_WHAT YOU SHOULD DO_
Could you set down every record exactly as it appears?

_THE DATA_
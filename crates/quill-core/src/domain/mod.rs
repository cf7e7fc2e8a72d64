//! Domain entities - the core business objects.

mod draft;
mod post;

pub use draft::{Draft, NormalizedDraft};
pub use post::{DISPLAY_FORMAT, Post, PostId, PostStatus, display_timestamp};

_WRITTEN SOLUTION_
filename crates/quill-core/src/domain/mod.rs
repository cf7e7fc2e8a72d64
//! Domain entities - the core business objects.

mod draft;
mod post;

pub use draft::{Draft, NormalizedDraft};
pub use post::{DISPLAY_FORMAT, Post, PostId, PostStatus, display_timestamp};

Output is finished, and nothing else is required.